Conference Posters

Generating Synthetic Control Subjects Using Machine Learning for Clinical Trials in Alzheimer's Disease (DIA 2019)

Charles K. Fisher, Yannick Pouliot, Aaron M. Smith, Jonathan R. Walsh

Objective: To develop a method to model disease progression that simulates detailed patient trajectories. To apply this model to subjects in control arms of Alzheimer's disease clinical trials. Methods: We used a robust data processing framework to build a machine learning dataset from a database of subjects in the control arms of a diverse set of 28 different clinical trials on Alzheimer's disease. From this dataset, we selected 1908 subjects with 18-month trajectories of 44 variables and trained 5 cross-validated models capable of simulating disease progression in 3-month intervals across all variables.

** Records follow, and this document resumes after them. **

use axum::{extract::State, Extension, Json};
use panier_core::{ItemQuery, ItemResult, StoreId, StoreLocation};
use panier_geo::{Coordinates, GeoOrigin};
use panier_scraper::{BatchSummary, StoreBatch};
use serde::{Deserialize, Serialize};

use crate::middleware::RequestId;

use super::{estimation::validate_items, map_geo_error, ApiError, ApiResponse, AppState};

const DEFAULT_RADIUS_KM: f64 = 5.0;

fn default_radius_km() -> f64 {
    DEFAULT_RADIUS_KM
}

/// Search centre: an address, a `coordinates` object, or top-level
/// `latitude`/`longitude`. Coordinates win when both are given.
#[derive(Debug, Deserialize)]
pub(super) struct OriginRequest {
    #[serde(default, alias = "adress")]
    address: Option<String>,
    #[serde(default)]
    coordinates: Option<Coordinates>,
    #[serde(default)]
    latitude: Option<f64>,
    #[serde(default)]
    longitude: Option<f64>,
    #[serde(default = "default_radius_km")]
    max_distance_km: f64,
}

impl OriginRequest {
    fn origin(&self, request_id: &str) -> Result<GeoOrigin, ApiError> {
        if let Some(coordinates) = self.coordinates {
            return Ok(GeoOrigin::Coordinates(coordinates));
        }
        match (self.latitude, self.longitude, self.address.as_deref()) {
            (Some(latitude), Some(longitude), _) => Ok(GeoOrigin::Coordinates(Coordinates {
                latitude,
                longitude,
            })),
            (None, None, Some(address)) if !address.trim().is_empty() => {
                Ok(GeoOrigin::Address(address.trim().to_owned()))
            }
            (Some(_), None, _) | (None, Some(_), _) => Err(ApiError::new(
                request_id,
                "validation_error",
                "latitude and longitude must be given together",
            )),
            _ => Err(ApiError::new(
                request_id,
                "validation_error",
                "an address or coordinates are required",
            )),
        }
    }
}

#[derive(Debug, Deserialize)]
pub(super) struct GroceriesRequest {
    #[serde(flatten)]
    origin: OriginRequest,
    items: Vec<ItemQuery>,
}

#[derive(Debug, Serialize)]
pub(super) struct NearbyStore {
    #[serde(flatten)]
    location: StoreLocation,
    /// Retailer handled by an adapter, if any.
    store: Option<StoreId>,
    supported: bool,
}

#[derive(Debug, Serialize)]
pub(super) struct StoreGroceries {
    location: StoreLocation,
    store: StoreId,
    summary: BatchSummary,
    results: Vec<ItemResult>,
}

#[derive(Debug, Serialize)]
pub(super) struct GroceriesData {
    stores_found: usize,
    stores_searched: usize,
    stores: Vec<StoreGroceries>,
}

impl From<StoreBatch> for StoreGroceries {
    fn from(batch: StoreBatch) -> Self {
        Self {
            summary: batch.summary(),
            location: batch.location,
            store: batch.store,
            results: batch.results,
        }
    }
}

async fn find_stores(
    state: &AppState,
    request_id: &str,
    request: &OriginRequest,
) -> Result<Vec<StoreLocation>, ApiError> {
    let origin = request.origin(request_id)?;
    state
        .geo
        .find_supermarkets(&origin, request.max_distance_km)
        .await
        .map_err(|e| map_geo_error(request_id.to_owned(), &e))
}

pub(super) async fn closest_stores(
    State(state): State<AppState>,
    Extension(req_id): Extension<RequestId>,
    Json(body): Json<OriginRequest>,
) -> Result<Json<ApiResponse<Vec<NearbyStore>>>, ApiError> {
    let stores = find_stores(&state, &req_id.0, &body).await?;

    let data = stores
        .into_iter()
        .map(|location| {
            let store = StoreId::recognize(&location.name, &location.brand);
            NearbyStore {
                location,
                store,
                supported: store.is_some(),
            }
        })
        .collect();

    Ok(ApiResponse::new(req_id.0, data))
}

pub(super) async fn closest_store_groceries(
    State(state): State<AppState>,
    Extension(req_id): Extension<RequestId>,
    Json(body): Json<GroceriesRequest>,
) -> Result<Json<ApiResponse<GroceriesData>>, ApiError> {
    validate_items(&req_id.0, &body.items)?;
    let locations = find_stores(&state, &req_id.0, &body.origin).await?;

    let mut batches = state
        .estimator
        .estimate_nearby(&locations, &body.items, state.store_concurrency)
        .await;
    batches.sort_by(|a, b| {
        a.location
            .distance_km
            .unwrap_or(f64::MAX)
            .total_cmp(&b.location.distance_km.unwrap_or(f64::MAX))
    });

    Ok(ApiResponse::new(
        req_id.0,
        GroceriesData {
            stores_found: locations.len(),
            stores_searched: batches.len(),
            stores: batches.into_iter().map(StoreGroceries::from).collect(),
        },
    ))
}
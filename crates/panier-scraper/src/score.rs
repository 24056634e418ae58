//! Query-to-listing similarity.

use crate::normalize::normalize_text;

/// Similarity between a query and a listing label in `0..=100`.
///
/// Both sides go through [`normalize_text`] first, then the score is the
/// normalized Levenshtein similarity (`1 - distance / max_len`) scaled to a
/// percentage and rounded. Identical normalized strings score 100; strings
/// with no character in common at any aligned position score 0.
#[must_use]
pub fn fuzzy_score(query: &str, candidate: &str) -> u8 {
    let query = normalize_text(query);
    let candidate = normalize_text(candidate);
    let similarity = strsim::normalized_levenshtein(&query, &candidate);

    #[allow(clippy::cast_possible_truncation, clippy::cast_sign_loss)]
    let score = (similarity * 100.0).round().clamp(0.0, 100.0) as u8;
    score
}
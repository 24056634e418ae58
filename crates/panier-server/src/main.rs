mod api;
mod middleware;

use std::sync::Arc;

use panier_geo::GeoClient;
use panier_scraper::{ChromiumRenderer, Estimator};
use tracing_subscriber::EnvFilter;

use crate::{
    api::{build_app, AppState},
    middleware::RateLimitState,
};

#[tokio::main]
async fn main() -> anyhow::Result<()> {
    dotenvy::dotenv().ok();
    let config = panier_core::load_app_config()?;
    let env_filter = EnvFilter::try_from_default_env()
        .or_else(|_| EnvFilter::try_new(config.log_level.clone()))?;
    tracing_subscriber::fmt().with_env_filter(env_filter).init();

    let renderer = ChromiumRenderer::new(config.browser_user_agent.clone())
        .headless(config.browser_headless)
        .executable(config.browser_executable.clone());
    let estimator = Estimator::new(Arc::new(renderer), config.worker_limits);
    let geo = GeoClient::from_config(&config)?;

    let state = AppState {
        estimator,
        geo: Arc::new(geo),
        default_city: config.default_city.as_str().into(),
        store_concurrency: config.store_concurrency,
    };
    let app = build_app(
        state,
        RateLimitState::per_minute(config.rate_limit_per_minute),
    );

    tracing::info!(
        env = %config.env,
        bind_addr = %config.bind_addr,
        workers = ?config.worker_limits,
        "starting panier server"
    );
    let listener = tokio::net::TcpListener::bind(config.bind_addr).await?;
    axum::serve(listener, app)
        .with_graceful_shutdown(shutdown_signal())
        .await?;
    Ok(())
}

async fn shutdown_signal() {
    let ctrl_c = async {
        tokio::signal::ctrl_c()
            .await
            .expect("failed to listen for ctrl-c");
    };

    #[cfg(unix)]
    let terminate = async {
        tokio::signal::unix::signal(tokio::signal::unix::SignalKind::terminate())
            .expect("failed to install signal handler")
            .recv()
            .await;
    };

    #[cfg(not(unix))]
    let terminate = std::future::pending::<()>();

    tokio::select! {
        () = ctrl_c => {},
        () = terminate => {},
    }

    tracing::info!("received shutdown signal, starting graceful shutdown");
}
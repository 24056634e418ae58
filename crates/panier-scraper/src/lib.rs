pub mod dispatch;
pub mod error;
pub mod estimate;
pub mod normalize;
pub mod parse;
pub mod render;
pub mod score;
pub mod stores;

pub use dispatch::{summarize, BatchSummary, Estimator, StoreBatch};
pub use error::ScraperError;
pub use estimate::{reduce, PricePairing};
pub use normalize::normalize_text;
pub use render::{ChromiumRenderer, NavigationOptions, PageElement, RenderedPage, Renderer};
pub use score::fuzzy_score;
pub use stores::{PreStepReport, StoreAdapter, StoreProfile};
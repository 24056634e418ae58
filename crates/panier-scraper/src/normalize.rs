//! Text normalization applied to queries and listing labels before scoring.

use std::sync::LazyLock;

use regex::Regex;
use unicode_normalization::char::is_combining_mark;
use unicode_normalization::UnicodeNormalization;

static NON_ALNUM_RE: LazyLock<Regex> =
    LazyLock::new(|| Regex::new(r"[^a-z0-9]+").expect("valid regex"));

/// Lower-cases `text`, strips diacritics via NFKD decomposition, and collapses
/// every run of characters outside `[a-z0-9]` into a single space.
///
/// `"Crème Fraîche (20cl)"` becomes `"creme fraiche 20cl"`. Total and
/// idempotent: the output only ever contains `[a-z0-9 ]`.
#[must_use]
pub fn normalize_text(text: &str) -> String {
    let decomposed: String = text
        .to_lowercase()
        .nfkd()
        .filter(|c| !is_combining_mark(*c))
        .collect();
    NON_ALNUM_RE
        .replace_all(&decomposed, " ")
        .trim()
        .to_owned()
}
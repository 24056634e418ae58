use std::fmt::Display;
use std::str::FromStr;

use crate::app_config::{AppConfig, Environment};
use crate::stores::WorkerLimits;
use crate::ConfigError;

const DEFAULT_BROWSER_USER_AGENT: &str = "Mozilla/5.0 (Windows NT 10.0; Win64; x64) \
     AppleWebKit/537.36 (KHTML, like Gecko) Chrome/120.0 Safari/537.36";

/// Load application configuration from environment variables.
///
/// Calls `dotenvy::dotenv().ok()` to load `.env` files before reading env vars.
///
/// # Errors
///
/// Returns `ConfigError` if a value is present but cannot be parsed.
pub fn load_app_config() -> Result<AppConfig, ConfigError> {
    dotenvy::dotenv().ok();
    load_app_config_from_env()
}

/// Load application configuration from environment variables already in the process.
///
/// Unlike [`load_app_config`], this does NOT load `.env` files.
///
/// # Errors
///
/// Returns `ConfigError` if a value is present but cannot be parsed.
pub fn load_app_config_from_env() -> Result<AppConfig, ConfigError> {
    build_app_config(|key| std::env::var(key))
}

/// Build application configuration using the provided env-var lookup function.
///
/// Decoupled from the process environment so tests can feed a `HashMap`.
fn build_app_config<F>(lookup: F) -> Result<AppConfig, ConfigError>
where
    F: Fn(&str) -> Result<String, std::env::VarError>,
{
    let or_default = |var: &str, default: &str| -> String {
        lookup(var).unwrap_or_else(|_| default.to_string())
    };

    let env = parse_environment(&or_default("PANIER_ENV", "development"));
    let bind_addr = parse_or(&lookup, "PANIER_BIND_ADDR", "0.0.0.0:8080")?;
    let log_level = or_default("PANIER_LOG_LEVEL", "info");
    let default_city = or_default("PANIER_DEFAULT_CITY", "Le Port-Marly");

    let browser_headless = parse_bool(
        "PANIER_BROWSER_HEADLESS",
        &or_default("PANIER_BROWSER_HEADLESS", "true"),
    )?;
    let browser_executable = lookup("PANIER_BROWSER_EXECUTABLE")
        .ok()
        .filter(|s| !s.trim().is_empty())
        .map(Into::into);
    let browser_user_agent = or_default("PANIER_BROWSER_USER_AGENT", DEFAULT_BROWSER_USER_AGENT);

    let defaults = WorkerLimits::default();
    let worker_limits = WorkerLimits {
        aldi: parse_or(&lookup, "PANIER_WORKERS_ALDI", &defaults.aldi.to_string())?,
        carrefour: parse_or(&lookup, "PANIER_WORKERS_CARREFOUR", &defaults.carrefour.to_string())?,
        monoprix: parse_or(&lookup, "PANIER_WORKERS_MONOPRIX", &defaults.monoprix.to_string())?,
        u: parse_or(&lookup, "PANIER_WORKERS_U", &defaults.u.to_string())?,
    };
    let store_concurrency = parse_or(&lookup, "PANIER_STORE_CONCURRENCY", "2")?;

    let geo_timeout_secs = parse_or(&lookup, "PANIER_GEO_TIMEOUT_SECS", "25")?;
    let geo_user_agent = or_default(
        "PANIER_GEO_USER_AGENT",
        "panier/0.1 (grocery-price-estimator)",
    );
    let geo_max_retries = parse_or(&lookup, "PANIER_GEO_MAX_RETRIES", "3")?;
    let geo_backoff_base_ms = parse_or(&lookup, "PANIER_GEO_BACKOFF_BASE_MS", "500")?;
    let geocoder_urls = parse_url_list(
        "PANIER_GEOCODER_URLS",
        &or_default("PANIER_GEOCODER_URLS", "https://nominatim.openstreetmap.org"),
    )?;
    let overpass_urls = parse_url_list(
        "PANIER_OVERPASS_URLS",
        &or_default(
            "PANIER_OVERPASS_URLS",
            "https://overpass-api.de/api/interpreter,https://overpass.kumi.systems/api/interpreter",
        ),
    )?;

    let rate_limit_per_minute = parse_or(&lookup, "PANIER_RATE_LIMIT_PER_MINUTE", "60")?;

    Ok(AppConfig {
        env,
        bind_addr,
        log_level,
        default_city,
        browser_headless,
        browser_executable,
        browser_user_agent,
        worker_limits,
        store_concurrency,
        geo_timeout_secs,
        geo_user_agent,
        geo_max_retries,
        geo_backoff_base_ms,
        geocoder_urls,
        overpass_urls,
        rate_limit_per_minute,
    })
}

/// Reads `var` (or `default` when unset) and parses it as `T`.
fn parse_or<T, F>(lookup: &F, var: &str, default: &str) -> Result<T, ConfigError>
where
    T: FromStr,
    T::Err: Display,
    F: Fn(&str) -> Result<String, std::env::VarError>,
{
    let raw = lookup(var).unwrap_or_else(|_| default.to_string());
    raw.trim()
        .parse::<T>()
        .map_err(|e| ConfigError::InvalidEnvVar {
            var: var.to_string(),
            reason: e.to_string(),
        })
}

fn parse_bool(var: &str, raw: &str) -> Result<bool, ConfigError> {
    match raw.trim().to_lowercase().as_str() {
        "1" | "true" | "yes" | "on" => Ok(true),
        "0" | "false" | "no" | "off" => Ok(false),
        other => Err(ConfigError::InvalidEnvVar {
            var: var.to_string(),
            reason: format!("expected a boolean, got \"{other}\""),
        }),
    }
}

/// Splits a comma-separated endpoint list, dropping blanks and trailing slashes.
fn parse_url_list(var: &str, raw: &str) -> Result<Vec<String>, ConfigError> {
    let urls: Vec<String> = raw
        .split(',')
        .map(str::trim)
        .filter(|s| !s.is_empty())
        .map(|s| s.trim_end_matches('/').to_owned())
        .collect();

    if urls.is_empty() {
        return Err(ConfigError::InvalidEnvVar {
            var: var.to_string(),
            reason: "at least one endpoint is required".to_string(),
        });
    }
    if let Some(bad) = urls
        .iter()
        .find(|u| !(u.starts_with("http://") || u.starts_with("https://")))
    {
        return Err(ConfigError::InvalidEnvVar {
            var: var.to_string(),
            reason: format!("\"{bad}\" is not an http(s) URL"),
        });
    }
    Ok(urls)
}

/// Parse a string into an `Environment` variant.
///
/// Unrecognized values default to `Environment::Development`.
fn parse_environment(s: &str) -> Environment {
    match s {
        "production" => Environment::Production,
        "test" => Environment::Test,
        _ => Environment::Development,
    }
}

#[cfg(test)]
#[path = "config_test.rs"]
mod tests;
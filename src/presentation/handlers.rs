// HTTP request handlers
use crate::application::exchange_rate_service::ServiceError;
use crate::application::rate_source::UpstreamError;
use crate::domain::error::PipelineError;
use crate::domain::range::RangeToken;
use crate::infrastructure::http_response::{
    FETCH_FAILED_MESSAGE, error_envelope, raw_json_response, upstream_status,
};
use crate::presentation::app_state::AppState;
use axum::{
    Json,
    extract::{Query, State},
    http::StatusCode,
    response::{IntoResponse, Response},
};
use chrono::Local;
use serde::Deserialize;
use std::sync::Arc;

/// Shown to end users when the payload cannot be decoded
const PROCESSING_FAILED_MESSAGE: &str = "Unable to process data";

#[derive(Deserialize)]
pub struct RangeQuery {
    pub range: Option<String>,
}

impl RangeQuery {
    fn token(&self) -> Result<RangeToken, PipelineError> {
        match &self.range {
            Some(range) => range.parse(),
            None => Ok(RangeToken::default()),
        }
    }
}

/// Health check endpoint
pub async fn health_check() -> &'static str {
    "ok"
}

/// Relay the provider response untouched
pub async fn proxy_exchange_rates(State(state): State<Arc<AppState>>) -> Response {
    match state.rate_service.fetch_raw().await {
        Ok(body) => raw_json_response(body),
        Err(e) => upstream_error_response(e),
    }
}

pub async fn method_not_allowed() -> Response {
    error_envelope(StatusCode::METHOD_NOT_ALLOWED, "Method not allowed")
}

/// Filtered series and monthly summary for the requested range
pub async fn chart_view(
    Query(query): Query<RangeQuery>,
    State(state): State<Arc<AppState>>,
) -> Response {
    let token = match query.token() {
        Ok(token) => token,
        Err(e) => return pipeline_error_response(e),
    };

    match state.rate_service.view(token, Local::now()).await {
        Ok(view) => Json(view).into_response(),
        Err(e) => service_error_response(e),
    }
}

/// Re-fetch the provider data, then answer like [`chart_view`]
pub async fn reload_rates(
    Query(query): Query<RangeQuery>,
    State(state): State<Arc<AppState>>,
) -> Response {
    let token = match query.token() {
        Ok(token) => token,
        Err(e) => return pipeline_error_response(e),
    };

    match state.rate_service.reload(token, Local::now()).await {
        Ok(view) => Json(view).into_response(),
        Err(e) => service_error_response(e),
    }
}

fn service_error_response(err: ServiceError) -> Response {
    match err {
        ServiceError::Upstream(e) => upstream_error_response(e),
        ServiceError::Pipeline(e) => pipeline_error_response(e),
    }
}

fn upstream_error_response(err: UpstreamError) -> Response {
    match err {
        UpstreamError::Status { status, body } => error_envelope(upstream_status(status), body),
        UpstreamError::Unreachable(_) => {
            error_envelope(StatusCode::INTERNAL_SERVER_ERROR, FETCH_FAILED_MESSAGE)
        }
    }
}

fn pipeline_error_response(err: PipelineError) -> Response {
    let message = err.to_string();
    match err {
        PipelineError::Format(detail) => {
            tracing::error!("Failed to process exchange rate data: {}", detail);
            error_envelope(StatusCode::BAD_GATEWAY, PROCESSING_FAILED_MESSAGE)
        }
        PipelineError::Config(_) => error_envelope(StatusCode::BAD_REQUEST, message),
    }
}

Results: Based on a statistical analysis comparing data from actual patients with simulated patients, the model generates accurate patient-level distributions across variables and through time. Focusing on a common clinical trial endpoint for Alzheimer’s disease (ADAS-Cog), we show the model can predict disease progression as accurately as several supervised models. Our model also predicts the outcome of a clinical trial whose data are distinct from the training and test datasets. Conclusion: The ability to simulate dozens of patient characteristics simultaneously is a powerful tool to model disease progression. Such models have useful applications for clinical trials, from analyzing control groups to supplementing real subject data in control arms.